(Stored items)
-------

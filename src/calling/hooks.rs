use std::cell::RefCell;
use std::collections::{HashMap, HashSet};
use std::rc::Rc;

use super::{CalleeId, Convention, Conventions, Signatures};
use crate::ir::{Direction, Function, Functions, MemoryLocation, Program, StatementKind, StmtId, TermId};

/// 規約検出コールバック
///
/// 未知のCalleeIdを初めて見たときに呼ばれ、Conventionsへ追記できる
pub type ConventionDetector = Box<dyn Fn(&CalleeId, &mut Conventions)>;

/// 呼び出し地点ごとのフック
///
/// シグネチャの引数スロットに対応する読み取り項と、戻り値スロットへの
/// 書き込み項を具体化して保持する
#[derive(Debug, Default)]
pub struct CallHook {
    arguments: HashMap<MemoryLocation, TermId>,
    return_value: Option<TermId>,
}

impl CallHook {
    /// 引数スロットに対応する項
    pub fn argument_term(&self, location: &MemoryLocation) -> Option<TermId> {
        self.arguments.get(location).copied()
    }

    pub fn argument_terms(&self) -> impl Iterator<Item = (&MemoryLocation, TermId)> {
        self.arguments.iter().map(|(loc, &term)| (loc, term))
    }

    /// 呼び出し地点で戻り値スロットを定義する項
    pub fn return_value_term(&self) -> Option<TermId> {
        self.return_value
    }
}

/// Return文ごとのフック
#[derive(Debug, Default)]
pub struct ReturnHook {
    values: HashMap<MemoryLocation, TermId>,
}

impl ReturnHook {
    /// 戻り値スロットに対応する読み取り項
    pub fn return_value_term(&self, location: &MemoryLocation) -> Option<TermId> {
        self.values.get(location).copied()
    }

    pub fn terms(&self) -> impl Iterator<Item = (&MemoryLocation, TermId)> {
        self.values.iter().map(|(loc, &term)| (loc, term))
    }
}

/// フック群
///
/// ConventionsとSignaturesへの共有参照の上に構築される。両ストアは
/// フック構築後に差し替えてはならず、更新は中身の書き換えで行う
pub struct Hooks {
    conventions: Rc<RefCell<Conventions>>,
    signatures: Rc<RefCell<Signatures>>,
    detector: Option<ConventionDetector>,
    seen: HashSet<CalleeId>,
    function_callees: HashMap<u32, CalleeId>,
    call_callees: HashMap<StmtId, CalleeId>,
    call_hooks: HashMap<StmtId, CallHook>,
    return_hooks: HashMap<(u32, StmtId), ReturnHook>,
}

impl Hooks {
    pub fn new(conventions: Rc<RefCell<Conventions>>, signatures: Rc<RefCell<Signatures>>) -> Self {
        Self {
            conventions,
            signatures,
            detector: None,
            seen: HashSet::new(),
            function_callees: HashMap::new(),
            call_callees: HashMap::new(),
            call_hooks: HashMap::new(),
            return_hooks: HashMap::new(),
        }
    }

    /// 規約検出コールバックを設定
    pub fn set_convention_detector(&mut self, detector: ConventionDetector) {
        self.detector = Some(detector);
    }

    /// 未知のCalleeIdを初めて見たときに検出コールバックを起動する
    fn first_sight(&mut self, callee: CalleeId) {
        if !self.seen.insert(callee) {
            return;
        }
        if self.conventions.borrow().contains(&callee) {
            return;
        }
        if let Some(detector) = &self.detector {
            detector(&callee, &mut self.conventions.borrow_mut());
        }
    }

    /// 全関数の呼び出し・復帰地点にフック項を具体化する
    ///
    /// データフローパスの冒頭で呼ばれる。現在のシグネチャに従って
    /// 引数・戻り値の項をプログラムのアリーナへ割り当てる
    pub fn prepare(&mut self, program: &mut Program, functions: &Functions) {
        for function in functions.list() {
            let function_callee = function
                .entry_address(program)
                .map(CalleeId::Address);

            if let Some(callee) = function_callee {
                self.first_sight(callee);
                self.function_callees.insert(function.id.0, callee);
            }

            for &block in &function.blocks {
                for &stmt in &program.block(block).statements.clone() {
                    if let StatementKind::Call { target } = program.statement(stmt).kind {
                        let callee = match program.term(target).as_int_const() {
                            Some(address) => CalleeId::Address(address),
                            None => CalleeId::Site(stmt),
                        };
                        self.first_sight(callee);
                        self.call_callees.insert(stmt, callee);

                        let signature = self.signatures.borrow().get(&callee).cloned();
                        if let Some(signature) = signature {
                            let mut hook = CallHook::default();
                            for &location in &signature.arguments {
                                let term = program.access(location, Direction::Read);
                                program.attach_term(term, stmt);
                                hook.arguments.insert(location, term);
                            }
                            if let Some(location) = signature.return_value {
                                let term = program.access(location, Direction::Write);
                                program.attach_term(term, stmt);
                                hook.return_value = Some(term);
                            }
                            self.call_hooks.insert(stmt, hook);
                        }
                    }
                }
            }

            // 関数自身のシグネチャに戻り値があれば、各Return文にフックを張る
            if let Some(callee) = function_callee {
                let return_location = self
                    .signatures
                    .borrow()
                    .get(&callee)
                    .and_then(|s| s.return_value);
                if let Some(location) = return_location {
                    for &ret in &function.returns {
                        let term = program.access(location, Direction::Read);
                        program.attach_term(term, ret);
                        let hook = self
                            .return_hooks
                            .entry((function.id.0, ret))
                            .or_default();
                        hook.values.insert(location, term);
                    }
                }
            }
        }
    }

    /// 関数のCalleeId
    pub fn get_function_callee_id(&self, function: &Function) -> Option<CalleeId> {
        self.function_callees.get(&function.id.0).copied()
    }

    /// 呼び出し文のCalleeId
    pub fn get_callee_id(&self, call: StmtId) -> Option<CalleeId> {
        self.call_callees.get(&call).copied()
    }

    pub fn get_call_hook(&self, call: StmtId) -> Option<&CallHook> {
        self.call_hooks.get(&call)
    }

    pub fn get_return_hook(&self, function: &Function, ret: StmtId) -> Option<&ReturnHook> {
        self.return_hooks.get(&(function.id.0, ret))
    }

    /// 呼び出し先の規約
    pub fn convention(&self, callee: &CalleeId) -> Option<Convention> {
        self.conventions.borrow().get(callee).cloned()
    }
}

impl std::fmt::Debug for Hooks {
    fn fmt(&self, f: &mut std::fmt::Formatter<'_>) -> std::fmt::Result {
        f.debug_struct("Hooks")
            .field("call_hooks", &self.call_hooks.len())
            .field("return_hooks", &self.return_hooks.len())
            .finish()
    }
}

-------

Show every line of the records above that contains the word "StmtId".

Completed task:
use crate::ir::{Direction, Function, Functions, MemoryLocation, Program, StatementKind, StmtId, TermId};
    call_callees: HashMap<StmtId, CalleeId>,
    call_hooks: HashMap<StmtId, CallHook>,
    return_hooks: HashMap<(u32, StmtId), ReturnHook>,
    pub fn get_callee_id(&self, call: StmtId) -> Option<CalleeId> {
    pub fn get_call_hook(&self, call: StmtId) -> Option<&CallHook> {
    pub fn get_return_hook(&self, function: &Function, ret: StmtId) -> Option<&ReturnHook> {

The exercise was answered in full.